Comment by Jeffrey W. Runge, MD, FACEP
In a world replete with retrospective chart reviews attempting to use clinical criteria to assign risk groups, this is a well-done prospective study of patients with excellent follow-up evaluating which babies may safely be sent home without radiographic imaging after head injury. The meat of the matter is in the figures and tables in the paper, and is well worth the reader’s time. The bottom line of this paper reinforces common sense of experienced clinicians: asymptomatic children who have hit their heads, absent physical findings including scalp hematoma, will be fine without a CT scan. One important caveat is that patients younger than 2 months of age are at much higher risk for intracranial injury, and the threshold for radiographic imaging should be lower in this group. Moreover, any child with a history of child abuse with suspected head injury should be considered for radiographic imaging.
There are other limitations to this paper related to the fact that it is a single-center study. There is a clear bias toward falls as a mechanism of injury in the patient population. Larger community hospitals or trauma centers are more likely to see a higher ratio of MVC patients, which may present a much different risk group. Only 3% of patients in this study were involved in MVCs, and no comment was made about crash severity or age-appropriate restraint use. The delivery of energy to the head of an unrestrained child in an MVC is quite different from that of a fall or a blow to the head with respect to the likelihood of scalp hematoma. A blow to the head or a fall onto an unyielding surface must be interpreted differently from deceleration into forgiving padded surfaces in the interior of a motor vehicle. Thus, this article may very well present a useful risk stratification method for patients with falls or a blow to the head, but is not useful in the setting of an MVC. Many children received plain films of the skull in the presence of scalp hematoma for reasons that were not mentioned, but may have more to do with local tradition than well-reasoned approaches to imaging. A negative skull film does not rule out ICI, and a positive plain film is an indication for CT anyway, so plain films of the skull have very limited indications when CT is available.
The study also does not address the long-term effects or need for further medical care for patients who sustain a brain injury without radiographic evidence of abnormality. It is well known that radiographically negative traumatic brain injury (TBI) may lead to future problems with the sequelae of concussion syndrome, including seizures and behavioral and learning disabilities. Still, admission to the hospital for mild TBI, even recurrent mild TBI without evidence of non-accidental trauma, is unwarranted. However, conservative management is not synonymous with lack of management. The value of follow-up with an appropriate specialist or a primary care physician familiar with TBI cannot be overestimated.

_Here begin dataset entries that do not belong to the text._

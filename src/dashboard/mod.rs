//! Dashboard: Axum web server for interactive analysis.
//!
//! Serves a JSON API and a self-contained HTML page with the parameter
//! controls, portfolio tables, and charts. CORS enabled for local
//! development.

pub mod routes;

use anyhow::{Context, Result};
use axum::{
    http::{header, HeaderValue, Method},
    response::Html,
    routing::get,
    Router,
};
use tower_http::cors::CorsLayer;
use tracing::info;

use routes::AppState;

/// Single-page UI; talks to `/api/params` and `/api/analyze`.
const DASHBOARD_HTML: &str = include_str!("templates/index.html");

/// Bind `port` and serve the dashboard until Ctrl+C.
pub async fn serve(state: AppState, port: u16) -> Result<()> {
    let app = build_router(state);
    let addr = std::net::SocketAddr::from(([0, 0, 0, 0], port));

    let listener = tokio::net::TcpListener::bind(addr)
        .await
        .with_context(|| format!("Failed to bind dashboard port {port}"))?;
    info!(port, "Dashboard server listening on http://localhost:{port}");

    axum::serve(listener, app)
        .with_graceful_shutdown(async {
            let _ = tokio::signal::ctrl_c().await;
            info!("Shutdown signal received.");
        })
        .await
        .context("Dashboard server error")
}

/// Routes for the page, the JSON API, and the health probe.
pub fn build_router(state: AppState) -> Router {
    let cors = CorsLayer::new()
        .allow_origin(HeaderValue::from_static("*"))
        .allow_methods([Method::GET])
        .allow_headers([header::CONTENT_TYPE]);

    Router::new()
        // JSON API
        .route("/api/params", get(routes::get_params))
        .route("/api/analyze", get(routes::analyze))
        .route("/health", get(routes::health))
        // Page
        .route("/", get(serve_dashboard))
        .layer(cors)
        .with_state(state)
}

/// GET /
async fn serve_dashboard() -> Html<&'static str> {
    Html(DASHBOARD_HTML)
}

// ---------------------------------------------------------------------------
// Tests
// ---------------------------------------------------------------------------
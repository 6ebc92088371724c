//! Per-coin risk/return statistics.
//!
//! Turns a market snapshot plus a daily price history into the metric set
//! used for ranking. Crypto trades every day, so annualisation uses 365
//! periods rather than 252.

use tracing::debug;

use crate::types::{CoinSnapshot, CoinStats, PriceHistory};

// ---------------------------------------------------------------------------
// Configuration
// ---------------------------------------------------------------------------

/// Annual risk-free rate used in the Sharpe ratio.
pub const RISK_FREE_RATE: f64 = 0.03;

/// Sampling periods per year for daily prices.
pub const PERIODS_PER_YEAR: f64 = 365.0;

// ---------------------------------------------------------------------------
// Series helpers
// ---------------------------------------------------------------------------

/// Period-over-period fractional returns. Empty for fewer than 2 prices.
pub fn return_series(prices: &[f64]) -> Vec<f64> {
    prices
        .windows(2)
        .map(|w| (w[1] - w[0]) / w[0])
        .collect()
}

/// Arithmetic mean; 0.0 for an empty slice.
pub fn mean(values: &[f64]) -> f64 {
    if values.is_empty() {
        return 0.0;
    }
    values.iter().sum::<f64>() / values.len() as f64
}

/// Population standard deviation (divides by n); 0.0 for an empty slice.
pub fn population_std_dev(values: &[f64]) -> f64 {
    if values.is_empty() {
        return 0.0;
    }
    let m = mean(values);
    let variance = values.iter().map(|v| (v - m).powi(2)).sum::<f64>() / values.len() as f64;
    variance.sqrt()
}

// ---------------------------------------------------------------------------
// Stat computation
// ---------------------------------------------------------------------------

/// Compute the risk/return metrics for one coin.
///
/// Returns `None` when the history is missing or has fewer than two
/// samples, or when the snapshot carries no current price. Malformed
/// numbers (NaN, zero prices) never panic; they propagate as NaN/inf and
/// the ranker treats NaN as missing.
pub fn compute_stats(snapshot: &CoinSnapshot, history: Option<&PriceHistory>) -> Option<CoinStats> {
    let history = history.filter(|h| h.is_usable())?;
    let current_price = snapshot.current_price?;

    let prices = history.prices();
    let first = *prices.first()?;
    let last = *prices.last()?;
    let total_return_1y = last / first - 1.0;

    let returns = return_series(prices);
    let daily_volatility = population_std_dev(&returns);
    let annual_volatility = daily_volatility * PERIODS_PER_YEAR.sqrt();
    let avg_daily_return = mean(&returns);
    let annual_return = (1.0 + avg_daily_return).powf(PERIODS_PER_YEAR) - 1.0;

    let sharpe_ratio = if annual_volatility > 0.0 {
        (annual_return - RISK_FREE_RATE) / annual_volatility
    } else {
        0.0
    };

    debug!(
        coin_id = %snapshot.id,
        samples = prices.len(),
        annual_return,
        annual_volatility,
        sharpe_ratio,
        "Stats computed"
    );

    Some(CoinStats {
        symbol: snapshot.symbol.to_uppercase(),
        name: snapshot.name.clone(),
        current_price,
        market_cap: snapshot.market_cap.unwrap_or(0.0),
        volume_24h: snapshot.volume_24h.unwrap_or(0.0),
        total_return_1y,
        annual_return,
        daily_volatility,
        annual_volatility,
        sharpe_ratio,
        change_24h: snapshot.change_24h.unwrap_or(0.0),
        change_7d: snapshot.change_7d.unwrap_or(0.0),
        change_30d: snapshot.change_30d.unwrap_or(0.0),
    })
}

// ---------------------------------------------------------------------------
// Tests
// ---------------------------------------------------------------------------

This is a well-done prospective study that should make clinicians aware of the need to include imaging for babies with significant scalp hematomas or who are younger than 2 months of age in addition to those who are symptomatic following head injury. More importantly, it provides an evidence basis to validate simple observation for children older than 2 months of age without scalp hematoma or clinical findings.
All of the following are true with regard to babies younger than 2 years old with falls except:
a. skull fracture on plain film guarantees significant intracranial pathology.
b. skull fracture on plain film mandates head CT.
c. skull plain films are probably not helpful.
d. infants younger than 2 months are at increased risk for intracranial injury.